Peruvian writer Mario Vargas Llosa has long been regarded as one of the most acclaimed writers, playwrights, essayists and literary critics in Latin America. Recently this reputation was confirmed by the prestigious 2010 Nobel Prize for Literature. This makes him one of two Latin Americans to have won the prize, alongside Colombian Gabriel Garcia Marquez.

Born in Arequipa, Peru, Vargas Llosa stays true to his roots. Most of his novels take place in Peru and follow the traditional Peruvian fiction regarding social protest that exposes political corruption, violence and racial prejudices. Despite dealing with such passionate and personal topics, he is known for maintaining a lack of preaching or having to reconcile ideological propaganda with artistic aims.

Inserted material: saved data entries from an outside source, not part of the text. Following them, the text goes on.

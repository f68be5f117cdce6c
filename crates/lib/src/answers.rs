//! Canned answers and the process-wide random source used to pick among them.

use rand::rngs::StdRng;
use rand::{Rng, SeedableRng};
use std::collections::HashMap;
use std::ops::RangeInclusive;
use std::sync::Mutex;

pub const ANSWER_KEY_MIN: u32 = 1;
pub const ANSWER_KEY_MAX: u32 = 9;

/// Read-only lookup of canned answers keyed 1..=9. Built once at startup.
#[derive(Debug, Clone, Default)]
pub struct CannedAnswers {
    answers: HashMap<u32, String>,
}

impl CannedAnswers {
    pub fn new(entries: impl IntoIterator<Item = (u32, String)>) -> Self {
        Self {
            answers: entries
                .into_iter()
                .filter(|(k, _)| Self::key_range().contains(k))
                .collect(),
        }
    }

    /// Keys a draw may land on.
    pub fn key_range() -> RangeInclusive<u32> {
        ANSWER_KEY_MIN..=ANSWER_KEY_MAX
    }

    /// Answer for `key`; an unconfigured key yields "".
    pub fn get(&self, key: u32) -> &str {
        self.answers.get(&key).map(String::as_str).unwrap_or("")
    }

    pub fn configured(&self) -> usize {
        self.answers.len()
    }
}

/// Single random source for the whole process, seeded once.
pub struct Dice {
    rng: Mutex<StdRng>,
}

impl Dice {
    /// Seed from OS entropy.
    pub fn from_entropy() -> Self {
        Self {
            rng: Mutex::new(StdRng::from_entropy()),
        }
    }

    /// Deterministic dice for tests.
    pub fn seeded(seed: u64) -> Self {
        Self {
            rng: Mutex::new(StdRng::seed_from_u64(seed)),
        }
    }

    /// Uniform draw from an inclusive range.
    pub fn roll(&self, range: RangeInclusive<u32>) -> u32 {
        // A poisoned lock still holds a usable rng.
        let mut rng = self.rng.lock().unwrap_or_else(|e| e.into_inner());
        rng.gen_range(range)
    }

    /// Uniform index into a collection of `len` items; None when empty.
    pub fn pick_index(&self, len: usize) -> Option<usize> {
        if len == 0 {
            return None;
        }
        let mut rng = self.rng.lock().unwrap_or_else(|e| e.into_inner());
        Some(rng.gen_range(0..len))
    }
}

impl std::fmt::Debug for Dice {
    fn fmt(&self, f: &mut std::fmt::Formatter<'_>) -> std::fmt::Result {
        f.debug_struct("Dice").finish_non_exhaustive()
    }
}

After being born in Arequipa, Peru in 1936, Vargas Llosa moved to Bolivia after his parents separated, with his mother and maternal grandparents. The family returned to live in northern Peru in 1946 and then moved to Lima, Peru. He first attended military school and then studied literature and law in Lima, and afterwards Spain. During this time, he wrote several books on literary criticism as well as fiction and started to become a famous writer whose ambitious goal was to rejuvenate the Latin American novel.

During the 1960s, the country of Peru suffered from problems in the publishing industry and many Peruvian writers suffered as well. Vargas Llosa moved to France and was a Spanish teacher, journalist and broadcaster in the early 1960s. During the late 1960s, he served as an adjunct professor at many European and American universities.

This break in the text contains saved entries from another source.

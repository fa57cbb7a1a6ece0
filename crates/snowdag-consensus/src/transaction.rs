//! Transaction DAG vertices.

use snowdag_ids::TxId;

/// Conflict discriminator reserved for the genesis vertex.
pub const GENESIS_DATA: i64 = -1;

/// A vertex in the transaction DAG.
///
/// `data` identifies the spend: transactions with equal `data` are
/// mutually conflicting and at most one of them may ever be accepted.
/// `chit` and `confidence` are the holding node's own vote state; they
/// are stripped at every ingress boundary and never trusted across
/// nodes. Transactions are compared by `id` throughout the engine.
#[derive(Debug, Clone)]
pub struct Transaction {
    /// Unique identifier, assigned at creation and never reused.
    pub id: TxId,

    /// Conflict-set discriminator.
    pub data: i64,

    /// Ordered ancestor edges. Empty only for the genesis vertex.
    pub parents: Vec<TxId>,

    /// Set at most once, when this transaction wins a quorum of votes.
    pub chit: bool,

    /// Monotonically non-decreasing count of descendant chit events
    /// this transaction has inherited as an ancestor.
    pub confidence: u64,
}

impl Transaction {
    /// Creates a fresh, unvoted transaction.
    pub fn new(id: TxId, data: i64, parents: Vec<TxId>) -> Self {
        Self {
            id,
            data,
            parents,
            chit: false,
            confidence: 0,
        }
    }

    /// The shared genesis vertex: no parents, chit already granted.
    pub fn genesis(id: TxId) -> Self {
        Self {
            id,
            data: GENESIS_DATA,
            parents: Vec::new(),
            chit: true,
            confidence: 0,
        }
    }

    /// Strips vote state from a received copy.
    ///
    /// Applied at every node's ingress boundary: a node never trusts
    /// the sender's chit or confidence and always re-earns both from
    /// its own sampling.
    #[must_use]
    pub fn reset_vote_state(mut self) -> Self {
        self.chit = false;
        self.confidence = 0;
        self
    }
}

#[cfg(test)]
mod tests {
    use super::*;

    #[test]
    fn test_new_is_unvoted() {
        let tx = Transaction::new(TxId::from_bytes([1; 32]), 5, vec![TxId::ZERO]);
        assert!(!tx.chit);
        assert_eq!(tx.confidence, 0);
        assert_eq!(tx.data, 5);
    }

    #[test]
    fn test_genesis() {
        let g = Transaction::genesis(TxId::from_bytes([9; 32]));
        assert!(g.chit);
        assert_eq!(g.confidence, 0);
        assert_eq!(g.data, GENESIS_DATA);
        assert!(g.parents.is_empty());
    }

    #[test]
    fn test_reset_vote_state() {
        let mut tx = Transaction::new(TxId::from_bytes([1; 32]), 5, vec![]);
        tx.chit = true;
        tx.confidence = 7;

        let reset = tx.clone().reset_vote_state();
        assert!(!reset.chit);
        assert_eq!(reset.confidence, 0);
        assert_eq!(reset.id, tx.id);
        assert_eq!(reset.parents, tx.parents);

        // The original copy is untouched
        assert!(tx.chit);
        assert_eq!(tx.confidence, 7);
    }
}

It was in 1962, however, that Vargas Llosa primarily became known as a novelist with the book, "The Time of the Hero", which takes place at one of the military academies where he had been a student. It won immediate international recognition although it was considered controversial in his own country where 1000 copies were publicly burned by Peruvian military officials.

Since then, he has written over thirty novels, plays and essays including "Conversation in the Cathedral" and the "The Green House". He was awarded the Cervantes Prize, the Hispanic world's most distinguished literary honor in 1995.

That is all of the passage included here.